◆ PROBLEM DESCRIPTION
Tell how many lines in these records contain the string "filename", with only the number as the reply.
====== MATERIAL FOR THIS EXERCISE ======
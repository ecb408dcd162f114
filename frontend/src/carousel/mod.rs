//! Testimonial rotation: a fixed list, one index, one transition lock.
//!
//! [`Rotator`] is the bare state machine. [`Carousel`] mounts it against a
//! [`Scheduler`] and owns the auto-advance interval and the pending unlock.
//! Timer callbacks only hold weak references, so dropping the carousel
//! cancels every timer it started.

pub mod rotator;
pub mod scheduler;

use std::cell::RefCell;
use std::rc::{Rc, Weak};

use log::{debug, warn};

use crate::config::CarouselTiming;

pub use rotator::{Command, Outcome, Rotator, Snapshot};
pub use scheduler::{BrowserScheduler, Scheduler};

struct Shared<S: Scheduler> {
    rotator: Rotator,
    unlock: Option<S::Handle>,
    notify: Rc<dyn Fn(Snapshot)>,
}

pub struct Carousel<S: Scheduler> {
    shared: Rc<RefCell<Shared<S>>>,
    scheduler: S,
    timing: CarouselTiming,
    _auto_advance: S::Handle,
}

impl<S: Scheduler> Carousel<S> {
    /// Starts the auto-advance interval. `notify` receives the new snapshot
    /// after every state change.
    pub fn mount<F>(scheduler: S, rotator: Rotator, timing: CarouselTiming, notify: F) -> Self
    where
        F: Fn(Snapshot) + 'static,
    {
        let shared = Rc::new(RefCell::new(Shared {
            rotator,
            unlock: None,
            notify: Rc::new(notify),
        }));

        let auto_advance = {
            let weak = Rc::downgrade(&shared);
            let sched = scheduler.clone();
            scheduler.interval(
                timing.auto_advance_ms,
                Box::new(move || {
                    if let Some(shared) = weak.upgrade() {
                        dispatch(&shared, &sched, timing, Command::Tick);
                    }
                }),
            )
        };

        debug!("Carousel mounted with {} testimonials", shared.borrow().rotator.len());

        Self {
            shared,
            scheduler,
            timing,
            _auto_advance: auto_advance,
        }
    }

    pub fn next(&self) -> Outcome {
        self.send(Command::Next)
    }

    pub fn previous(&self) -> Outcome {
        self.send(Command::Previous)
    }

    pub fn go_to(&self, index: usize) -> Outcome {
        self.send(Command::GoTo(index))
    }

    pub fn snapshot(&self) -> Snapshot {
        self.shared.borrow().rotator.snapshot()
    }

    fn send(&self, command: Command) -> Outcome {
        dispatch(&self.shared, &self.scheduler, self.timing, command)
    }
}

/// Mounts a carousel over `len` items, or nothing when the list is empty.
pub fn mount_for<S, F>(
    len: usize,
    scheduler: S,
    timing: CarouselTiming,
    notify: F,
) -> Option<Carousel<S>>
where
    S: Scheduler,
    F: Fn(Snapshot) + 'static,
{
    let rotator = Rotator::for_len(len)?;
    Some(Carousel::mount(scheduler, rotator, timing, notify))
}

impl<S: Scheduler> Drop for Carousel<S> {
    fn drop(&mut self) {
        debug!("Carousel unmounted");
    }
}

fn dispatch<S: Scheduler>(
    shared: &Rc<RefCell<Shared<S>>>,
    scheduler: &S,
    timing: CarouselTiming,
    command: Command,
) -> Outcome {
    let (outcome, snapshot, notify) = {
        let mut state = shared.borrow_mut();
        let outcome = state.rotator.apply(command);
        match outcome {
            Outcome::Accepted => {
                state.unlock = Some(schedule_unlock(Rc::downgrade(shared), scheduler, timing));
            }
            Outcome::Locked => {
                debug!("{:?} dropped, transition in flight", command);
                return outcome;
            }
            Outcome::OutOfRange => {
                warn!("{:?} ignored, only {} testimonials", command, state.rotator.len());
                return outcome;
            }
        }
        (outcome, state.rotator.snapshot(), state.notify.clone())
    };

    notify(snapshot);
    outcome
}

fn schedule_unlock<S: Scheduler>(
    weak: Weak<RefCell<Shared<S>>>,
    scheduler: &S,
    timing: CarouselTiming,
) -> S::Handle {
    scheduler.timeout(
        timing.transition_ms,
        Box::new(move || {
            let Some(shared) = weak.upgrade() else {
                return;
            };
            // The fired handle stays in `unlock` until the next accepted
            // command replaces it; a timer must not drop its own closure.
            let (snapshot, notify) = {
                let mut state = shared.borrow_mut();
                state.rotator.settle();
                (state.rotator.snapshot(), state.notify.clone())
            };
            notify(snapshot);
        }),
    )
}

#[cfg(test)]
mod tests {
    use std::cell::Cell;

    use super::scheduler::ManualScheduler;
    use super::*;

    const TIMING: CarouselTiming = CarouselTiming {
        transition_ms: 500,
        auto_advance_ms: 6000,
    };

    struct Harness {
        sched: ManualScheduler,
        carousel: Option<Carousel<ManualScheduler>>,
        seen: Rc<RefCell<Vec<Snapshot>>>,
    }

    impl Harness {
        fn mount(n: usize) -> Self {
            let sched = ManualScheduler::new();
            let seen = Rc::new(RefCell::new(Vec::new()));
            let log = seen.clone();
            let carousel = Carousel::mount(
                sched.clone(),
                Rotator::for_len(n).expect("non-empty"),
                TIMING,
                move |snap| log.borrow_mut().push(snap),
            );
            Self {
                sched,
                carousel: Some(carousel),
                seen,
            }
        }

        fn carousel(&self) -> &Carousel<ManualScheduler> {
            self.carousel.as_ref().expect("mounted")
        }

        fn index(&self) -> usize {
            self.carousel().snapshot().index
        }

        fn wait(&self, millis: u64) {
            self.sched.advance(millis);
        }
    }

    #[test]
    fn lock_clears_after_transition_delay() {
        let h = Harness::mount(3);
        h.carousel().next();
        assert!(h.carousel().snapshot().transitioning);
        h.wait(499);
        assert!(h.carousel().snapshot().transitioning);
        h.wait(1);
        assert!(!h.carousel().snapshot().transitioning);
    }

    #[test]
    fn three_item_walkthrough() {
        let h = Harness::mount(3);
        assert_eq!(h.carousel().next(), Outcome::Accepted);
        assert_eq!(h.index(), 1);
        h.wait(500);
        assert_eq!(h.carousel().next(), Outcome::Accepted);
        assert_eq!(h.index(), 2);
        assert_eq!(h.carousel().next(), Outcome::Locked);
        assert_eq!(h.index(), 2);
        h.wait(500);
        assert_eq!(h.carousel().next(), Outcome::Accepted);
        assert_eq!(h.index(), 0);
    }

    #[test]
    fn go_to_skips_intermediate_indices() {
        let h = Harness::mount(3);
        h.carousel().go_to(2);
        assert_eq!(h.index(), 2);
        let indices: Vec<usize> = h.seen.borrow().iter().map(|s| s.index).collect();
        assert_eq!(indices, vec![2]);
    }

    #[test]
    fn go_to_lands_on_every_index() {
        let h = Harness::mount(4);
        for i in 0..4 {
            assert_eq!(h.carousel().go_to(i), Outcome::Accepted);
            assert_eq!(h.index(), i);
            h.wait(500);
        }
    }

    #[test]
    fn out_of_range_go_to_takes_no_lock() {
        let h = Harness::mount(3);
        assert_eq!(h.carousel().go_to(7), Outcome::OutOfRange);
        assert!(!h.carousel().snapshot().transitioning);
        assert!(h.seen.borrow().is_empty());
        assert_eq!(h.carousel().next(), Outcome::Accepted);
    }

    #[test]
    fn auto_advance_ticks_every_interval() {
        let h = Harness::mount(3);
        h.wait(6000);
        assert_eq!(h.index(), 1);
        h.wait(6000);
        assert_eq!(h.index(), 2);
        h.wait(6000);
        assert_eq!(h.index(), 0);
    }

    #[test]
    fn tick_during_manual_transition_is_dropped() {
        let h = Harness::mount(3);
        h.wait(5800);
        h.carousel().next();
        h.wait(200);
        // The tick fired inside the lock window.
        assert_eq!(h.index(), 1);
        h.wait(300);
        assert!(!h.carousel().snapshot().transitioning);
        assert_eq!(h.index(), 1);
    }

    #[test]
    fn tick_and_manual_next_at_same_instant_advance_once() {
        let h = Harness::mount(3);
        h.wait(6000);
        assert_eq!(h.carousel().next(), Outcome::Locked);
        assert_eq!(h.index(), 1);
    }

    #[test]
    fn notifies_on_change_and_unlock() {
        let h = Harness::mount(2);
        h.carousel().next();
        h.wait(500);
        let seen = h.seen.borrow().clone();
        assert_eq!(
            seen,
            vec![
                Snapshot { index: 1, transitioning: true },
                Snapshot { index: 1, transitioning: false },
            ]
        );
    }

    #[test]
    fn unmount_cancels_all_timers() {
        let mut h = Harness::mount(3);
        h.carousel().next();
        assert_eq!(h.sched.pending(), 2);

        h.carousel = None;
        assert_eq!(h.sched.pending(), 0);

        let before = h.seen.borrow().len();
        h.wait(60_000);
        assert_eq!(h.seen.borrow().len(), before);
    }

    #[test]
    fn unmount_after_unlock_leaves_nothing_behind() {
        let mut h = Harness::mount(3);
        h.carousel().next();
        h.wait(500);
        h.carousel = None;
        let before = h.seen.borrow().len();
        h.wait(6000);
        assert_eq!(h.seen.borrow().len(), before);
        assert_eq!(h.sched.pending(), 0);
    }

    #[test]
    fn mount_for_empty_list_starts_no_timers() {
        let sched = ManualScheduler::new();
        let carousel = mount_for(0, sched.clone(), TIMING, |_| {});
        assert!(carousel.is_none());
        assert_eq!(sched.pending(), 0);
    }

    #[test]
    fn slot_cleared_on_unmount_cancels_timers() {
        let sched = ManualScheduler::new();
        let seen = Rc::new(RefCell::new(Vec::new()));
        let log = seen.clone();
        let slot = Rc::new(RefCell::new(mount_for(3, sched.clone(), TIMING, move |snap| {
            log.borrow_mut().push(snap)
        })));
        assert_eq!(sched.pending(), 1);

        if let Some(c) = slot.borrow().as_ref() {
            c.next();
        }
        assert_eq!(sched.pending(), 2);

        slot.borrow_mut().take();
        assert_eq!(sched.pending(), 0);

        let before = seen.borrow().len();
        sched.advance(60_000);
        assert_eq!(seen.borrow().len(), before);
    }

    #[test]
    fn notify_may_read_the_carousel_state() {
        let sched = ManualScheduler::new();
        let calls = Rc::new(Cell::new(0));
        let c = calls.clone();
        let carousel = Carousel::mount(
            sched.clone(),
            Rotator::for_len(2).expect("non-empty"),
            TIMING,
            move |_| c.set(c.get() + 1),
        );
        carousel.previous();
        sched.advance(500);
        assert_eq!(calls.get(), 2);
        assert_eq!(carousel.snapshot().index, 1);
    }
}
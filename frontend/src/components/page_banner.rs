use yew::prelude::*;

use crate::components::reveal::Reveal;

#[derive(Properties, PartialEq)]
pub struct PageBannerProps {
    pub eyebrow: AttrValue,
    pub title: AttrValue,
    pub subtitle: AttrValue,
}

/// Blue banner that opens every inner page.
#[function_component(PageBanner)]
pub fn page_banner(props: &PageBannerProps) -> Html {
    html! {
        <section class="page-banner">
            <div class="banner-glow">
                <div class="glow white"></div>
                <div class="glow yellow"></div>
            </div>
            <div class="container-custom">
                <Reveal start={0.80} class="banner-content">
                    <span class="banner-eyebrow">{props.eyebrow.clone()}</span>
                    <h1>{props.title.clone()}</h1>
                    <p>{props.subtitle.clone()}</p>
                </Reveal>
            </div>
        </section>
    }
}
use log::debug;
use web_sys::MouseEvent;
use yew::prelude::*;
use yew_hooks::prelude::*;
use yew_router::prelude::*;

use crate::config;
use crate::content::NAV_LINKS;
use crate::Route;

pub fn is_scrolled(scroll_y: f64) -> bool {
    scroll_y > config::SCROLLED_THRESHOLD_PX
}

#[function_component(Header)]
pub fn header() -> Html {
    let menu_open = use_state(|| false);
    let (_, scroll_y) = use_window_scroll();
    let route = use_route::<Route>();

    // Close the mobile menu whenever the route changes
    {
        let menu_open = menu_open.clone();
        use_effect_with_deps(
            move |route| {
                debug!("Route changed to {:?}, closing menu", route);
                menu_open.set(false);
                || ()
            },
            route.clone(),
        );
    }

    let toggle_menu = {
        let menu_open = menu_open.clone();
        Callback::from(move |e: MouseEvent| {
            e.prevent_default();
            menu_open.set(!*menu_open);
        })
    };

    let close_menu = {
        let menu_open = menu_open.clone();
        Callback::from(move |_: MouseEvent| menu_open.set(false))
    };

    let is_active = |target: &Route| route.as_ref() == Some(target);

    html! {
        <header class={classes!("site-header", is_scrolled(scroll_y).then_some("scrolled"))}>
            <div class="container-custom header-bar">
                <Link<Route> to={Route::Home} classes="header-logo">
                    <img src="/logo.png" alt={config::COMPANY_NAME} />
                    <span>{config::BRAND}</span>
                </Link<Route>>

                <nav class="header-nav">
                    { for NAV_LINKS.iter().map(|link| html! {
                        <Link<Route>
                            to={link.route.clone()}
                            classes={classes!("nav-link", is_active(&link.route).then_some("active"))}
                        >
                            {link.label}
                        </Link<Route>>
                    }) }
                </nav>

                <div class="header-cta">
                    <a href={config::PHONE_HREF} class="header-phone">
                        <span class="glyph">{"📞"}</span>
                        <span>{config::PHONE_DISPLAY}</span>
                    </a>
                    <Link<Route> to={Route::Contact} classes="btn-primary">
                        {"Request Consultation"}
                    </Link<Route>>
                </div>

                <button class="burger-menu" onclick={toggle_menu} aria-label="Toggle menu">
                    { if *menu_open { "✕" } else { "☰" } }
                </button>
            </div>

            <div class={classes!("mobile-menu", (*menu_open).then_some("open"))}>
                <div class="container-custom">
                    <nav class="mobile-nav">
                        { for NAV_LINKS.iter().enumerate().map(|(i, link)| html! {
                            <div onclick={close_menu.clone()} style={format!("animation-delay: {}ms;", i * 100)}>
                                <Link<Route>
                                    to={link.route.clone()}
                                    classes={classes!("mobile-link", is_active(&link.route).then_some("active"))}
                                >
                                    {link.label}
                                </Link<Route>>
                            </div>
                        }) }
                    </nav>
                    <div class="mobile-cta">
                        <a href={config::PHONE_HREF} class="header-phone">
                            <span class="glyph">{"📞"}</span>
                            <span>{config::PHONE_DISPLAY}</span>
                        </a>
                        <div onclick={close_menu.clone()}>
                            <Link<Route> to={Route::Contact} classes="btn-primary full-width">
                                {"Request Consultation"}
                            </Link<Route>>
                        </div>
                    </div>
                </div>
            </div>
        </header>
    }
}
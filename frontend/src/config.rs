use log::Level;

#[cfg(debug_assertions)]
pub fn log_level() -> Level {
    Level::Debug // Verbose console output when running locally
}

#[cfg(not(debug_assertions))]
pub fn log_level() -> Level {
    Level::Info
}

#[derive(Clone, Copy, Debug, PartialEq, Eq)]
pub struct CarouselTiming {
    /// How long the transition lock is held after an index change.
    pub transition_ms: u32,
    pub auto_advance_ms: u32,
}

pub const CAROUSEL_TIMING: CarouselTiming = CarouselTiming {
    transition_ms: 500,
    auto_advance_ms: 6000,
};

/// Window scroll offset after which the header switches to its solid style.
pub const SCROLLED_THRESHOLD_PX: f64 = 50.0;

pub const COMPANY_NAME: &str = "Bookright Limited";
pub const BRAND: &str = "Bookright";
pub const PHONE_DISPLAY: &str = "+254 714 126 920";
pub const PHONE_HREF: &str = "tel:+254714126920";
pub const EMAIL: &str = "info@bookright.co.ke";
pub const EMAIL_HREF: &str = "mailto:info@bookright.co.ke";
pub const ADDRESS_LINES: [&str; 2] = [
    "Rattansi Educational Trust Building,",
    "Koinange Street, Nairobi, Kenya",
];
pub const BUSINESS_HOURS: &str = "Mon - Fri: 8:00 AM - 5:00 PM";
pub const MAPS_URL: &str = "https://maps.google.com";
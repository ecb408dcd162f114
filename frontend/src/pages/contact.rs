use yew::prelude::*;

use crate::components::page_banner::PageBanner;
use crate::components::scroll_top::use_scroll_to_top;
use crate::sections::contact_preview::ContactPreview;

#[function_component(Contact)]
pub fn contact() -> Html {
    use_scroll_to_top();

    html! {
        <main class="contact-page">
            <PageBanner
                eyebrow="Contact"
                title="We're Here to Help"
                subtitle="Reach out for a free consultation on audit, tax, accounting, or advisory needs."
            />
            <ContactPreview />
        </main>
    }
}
======
◆ REPLY
4